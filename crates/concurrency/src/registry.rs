//! Per-bucket reader-writer locks.
//!
//! A [`BucketLockRegistry`] maps a bucket (or any `u64` key) to its own
//! `RwLock`, created on first use and kept for the registry's lifetime.
//!
//! # Design
//!
//! - Fixed shard count: each shard is an `RwLock<FxHashMap<u64, Arc<RwLock<()>>>>`.
//!   Finding a lock only touches one shard, so unrelated buckets never
//!   contend on the map itself.
//! - Lookups take the shard's read side; only the first access to a bucket
//!   takes the write side to insert.
//! - Guards are owned (`Arc`-backed), so callers can hold a bucket lock
//!   without borrowing the registry.
//! - Locks are never removed. Memory grows with the number of distinct
//!   buckets touched, which a hash table bounds by its bucket count.
//!
//! # Thread Safety
//!
//! [`BucketLockRegistry::lock_all`] takes every shard's write lock, then every
//! bucket lock. Callers must not hold a bucket guard while calling it, and
//! must not hold one bucket guard while acquiring another if `lock_all` may
//! run concurrently.

use parking_lot::lock_api::{ArcRwLockReadGuard, ArcRwLockWriteGuard};
use parking_lot::{RawRwLock, RwLock, RwLockWriteGuard};
use rustc_hash::FxHashMap;
use std::sync::Arc;
use tracing::debug;

/// Default number of registry shards
pub const DEFAULT_SHARDS: usize = 32;

/// Owned shared guard on one bucket
pub type SharedGuard = ArcRwLockReadGuard<RawRwLock, ()>;

/// Owned exclusive guard on one bucket
pub type ExclusiveGuard = ArcRwLockWriteGuard<RawRwLock, ()>;

type BucketLock = Arc<RwLock<()>>;
type Shard = RwLock<FxHashMap<u64, BucketLock>>;

/// Access mode for [`BucketLockRegistry::lock`]
#[derive(Debug, Clone, Copy, PartialEq, Eq)]
pub enum LockMode {
    /// Many holders at once
    Shared,
    /// One holder, excludes shared holders
    Exclusive,
}

/// A held bucket lock of either mode
pub enum BucketGuard {
    /// Shared access
    Shared(SharedGuard),
    /// Exclusive access
    Exclusive(ExclusiveGuard),
}

impl BucketGuard {
    /// Mode this guard was taken in
    pub fn mode(&self) -> LockMode {
        match self {
            BucketGuard::Shared(_) => LockMode::Shared,
            BucketGuard::Exclusive(_) => LockMode::Exclusive,
        }
    }
}

/// Sharded, lazily populated map from bucket id to reader-writer lock
pub struct BucketLockRegistry {
    shards: Box<[Shard]>,
}

impl BucketLockRegistry {
    /// Registry with [`DEFAULT_SHARDS`] shards
    pub fn new() -> Self {
        Self::with_shards(DEFAULT_SHARDS)
    }

    /// Registry with `shards` shards (at least one)
    pub fn with_shards(shards: usize) -> Self {
        let shards = (0..shards.max(1))
            .map(|_| RwLock::new(FxHashMap::default()))
            .collect();
        BucketLockRegistry { shards }
    }

    /// Number of shards
    pub fn shard_count(&self) -> usize {
        self.shards.len()
    }

    /// Number of bucket locks created so far
    pub fn lock_count(&self) -> usize {
        self.shards.iter().map(|shard| shard.read().len()).sum()
    }

    /// Shard holding `id`: a MurmurHash3 mixing step, then modulo
    #[inline]
    fn shard_index(&self, id: u64) -> usize {
        let code = id.wrapping_mul(0xcc9e_2d51);
        let mixed = code.rotate_left(15).wrapping_mul(0x1b87_3593);
        (mixed % self.shards.len() as u64) as usize
    }

    fn lock_for(&self, id: u64) -> BucketLock {
        let shard = &self.shards[self.shard_index(id)];
        if let Some(lock) = shard.read().get(&id) {
            return Arc::clone(lock);
        }
        let mut map = shard.write();
        Arc::clone(map.entry(id).or_insert_with(|| Arc::new(RwLock::new(()))))
    }

    /// Block until `id` is held shared
    pub fn shared(&self, id: u64) -> SharedGuard {
        self.lock_for(id).read_arc()
    }

    /// Block until `id` is held exclusively
    pub fn exclusive(&self, id: u64) -> ExclusiveGuard {
        self.lock_for(id).write_arc()
    }

    /// Take `id` exclusively if nobody holds it
    pub fn try_exclusive(&self, id: u64) -> Option<ExclusiveGuard> {
        self.lock_for(id).try_write_arc()
    }

    /// Block until `id` is held in `mode`
    pub fn lock(&self, id: u64, mode: LockMode) -> BucketGuard {
        match mode {
            LockMode::Shared => BucketGuard::Shared(self.shared(id)),
            LockMode::Exclusive => BucketGuard::Exclusive(self.exclusive(id)),
        }
    }

    /// Hold every shard and every bucket lock until the guard drops.
    ///
    /// New buckets cannot be registered while the guard lives, so it
    /// excludes all other access through this registry.
    pub fn lock_all(&self) -> RegistryGuard<'_> {
        let shards: Vec<_> = self.shards.iter().map(|shard| shard.write()).collect();
        let buckets: Vec<_> = shards
            .iter()
            .flat_map(|map| map.values())
            .map(|lock| lock.write_arc())
            .collect();
        debug!("Locked all {} bucket locks", buckets.len());
        RegistryGuard {
            buckets,
            _shards: shards,
        }
    }
}

impl Default for BucketLockRegistry {
    fn default() -> Self {
        Self::new()
    }
}

/// Every lock of a registry, released on drop
pub struct RegistryGuard<'a> {
    buckets: Vec<ExclusiveGuard>,
    _shards: Vec<RwLockWriteGuard<'a, FxHashMap<u64, BucketLock>>>,
}

impl RegistryGuard<'_> {
    /// Bucket locks held
    pub fn bucket_count(&self) -> usize {
        self.buckets.len()
    }
}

****************************************

▸ **ASSIGNMENT**
What you return must be an exact retyping of the lines above starting at the line with "Per-bucket reader-writer locks." and ending at the line with "to a bucket", and nothing besides.

▸ **SOLUTION BELOW**
//! Per-bucket reader-writer locks.
//!
//! A [`BucketLockRegistry`] maps a bucket (or any `u64` key) to its own
//! `RwLock`, created on first use and kept for the registry's lifetime.
//!
//! # Design
//!
//! - Fixed shard count: each shard is an `RwLock<FxHashMap<u64, Arc<RwLock<()>>>>`.
//!   Finding a lock only touches one shard, so unrelated buckets never
//!   contend on the map itself.
//! - Lookups take the shard's read side; only the first access to a bucket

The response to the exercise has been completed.